Wenn ich heute, am 30. Jahrestag der Versöhnungsmesse in Kreisau auf dieses historische Ereignis der deutsch-polnischen Aussöhnung zurückblicke, so bin ich mehr und mehr der Überzeugung, dass es sich nicht durch diplomatisch-politische Faktoren erklären lässt. Auf dieses Ereignis treffen mit vollstem Recht die Worte Vaclav Havels zu, als er Papst Johannes Paul II, fünf Monate nach dem Fall des Eisernen Vorhangs, im April 1990 in Prag begrüßte: »Ich weiß nicht, ob ich weiß, was ein Wunder ist.
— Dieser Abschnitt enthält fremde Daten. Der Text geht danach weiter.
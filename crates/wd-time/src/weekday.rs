//! `Weekday`: day-of-week enum.

/// Day of the week.
///
/// Variants are numbered 1–7 (Monday = 1, Sunday = 7).
/// [`Weekday::days_from_monday`] gives the 0-based Monday-first index.
#[derive(Debug, Clone, Copy, PartialEq, Eq, PartialOrd, Ord, Hash)]
#[repr(u8)]
pub enum Weekday {
    /// Monday (1).
    Monday = 1,
    /// Tuesday (2).
    Tuesday = 2,
    /// Wednesday (3).
    Wednesday = 3,
    /// Thursday (4).
    Thursday = 4,
    /// Friday (5).
    Friday = 5,
    /// Saturday (6).
    Saturday = 6,
    /// Sunday (7).
    Sunday = 7,
}

impl Weekday {
    /// Construct from a Monday-first 0-based index, taken modulo 7.
    pub fn from_days_from_monday(n: u8) -> Self {
        match n % 7 {
            0 => Weekday::Monday,
            1 => Weekday::Tuesday,
            2 => Weekday::Wednesday,
            3 => Weekday::Thursday,
            4 => Weekday::Friday,
            5 => Weekday::Saturday,
            _ => Weekday::Sunday,
        }
    }

    /// Return `true` if this is Saturday or Sunday.
    pub fn is_weekend(&self) -> bool {
        matches!(self, Weekday::Saturday | Weekday::Sunday)
    }

    /// Return `true` if this is Monday–Friday.
    pub fn is_weekday(&self) -> bool {
        !self.is_weekend()
    }

    /// Return the 0-based Monday-first index (Monday = 0 … Sunday = 6).
    pub fn days_from_monday(&self) -> u8 {
        *self as u8 - 1
    }
}

impl std::fmt::Display for Weekday {
    fn fmt(&self, f: &mut std::fmt::Formatter<'_>) -> std::fmt::Result {
        let name = match self {
            Weekday::Monday => "Monday",
            Weekday::Tuesday => "Tuesday",
            Weekday::Wednesday => "Wednesday",
            Weekday::Thursday => "Thursday",
            Weekday::Friday => "Friday",
            Weekday::Saturday => "Saturday",
            Weekday::Sunday => "Sunday",
        };
        write!(f, "{name}")
    }
}

#[cfg(test)]
mod tests {
    use super::*;

    #[test]
    fn index_roundtrips_modulo_seven() {
        for n in 0..7u8 {
            let w = Weekday::from_days_from_monday(n);
            assert_eq!(w.days_from_monday(), n);
            assert_eq!(Weekday::from_days_from_monday(n + 7), w);
        }
        assert_eq!(Weekday::Sunday.to_string(), "Sunday");
    }

    #[test]
    fn working_week_is_first_five() {
        for n in 0..5u8 {
            assert!(Weekday::from_days_from_monday(n).is_weekday());
        }
        assert!(Weekday::Saturday.is_weekend());
        assert!(Weekday::Sunday.is_weekend());
    }
}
Trotzdem wage ich zu sagen, dass ich eben ein Wunder erlebe.«

Am Tag der deutsch-polnischen Versöhnungsmesse am 12. November 1989 in Anwesenheit des Bundeskanzlers der Bundesrepublik, Helmut Kohl, und von Premier Tadeusz Mazowiecki, waren seit dem Fall der Berliner Mauer gerade drei Tage vergangen. Die staatlichen Strukturen und der Machtapparat der DDR bestanden unverändert. An der Spitze des polnischen Staates stand immer noch ein Mann Moskaus. In beiden Ländern waren immer noch Sowjettruppen stationiert. Die weitere politische Entwicklung war unvorhersehbar und schloss auch ein militärisches Szenario nicht aus. In meiner Predigt sprach ich davon, wie schwierig dieser Besuch aus politischen Gründen sei, denn er beziehe sich doch auf die Nachbarn mitten im Herzen Europas. Und ich verwies darauf, dass die wahrhaft historische Dimension dieses Treffens darin liege, dass es sich im Kontext der liturgischen Feier vollziehe. Denn in der Liturgie vergegenwärtigt sich auf sakramentale Weise das Werk der Versöhnung des Menschen mit Gott, mit sich selbst und mit den anderen sowie mit der gesamten Schöpfung. Wenn die Wunden zu schmerzhaft, die Gräben zu tief sind, kann einzig die Vergebungsgnade unseres Erlösers und Versöhners das Wunder einer gerechten und beständigen Aussöhnung bewirken.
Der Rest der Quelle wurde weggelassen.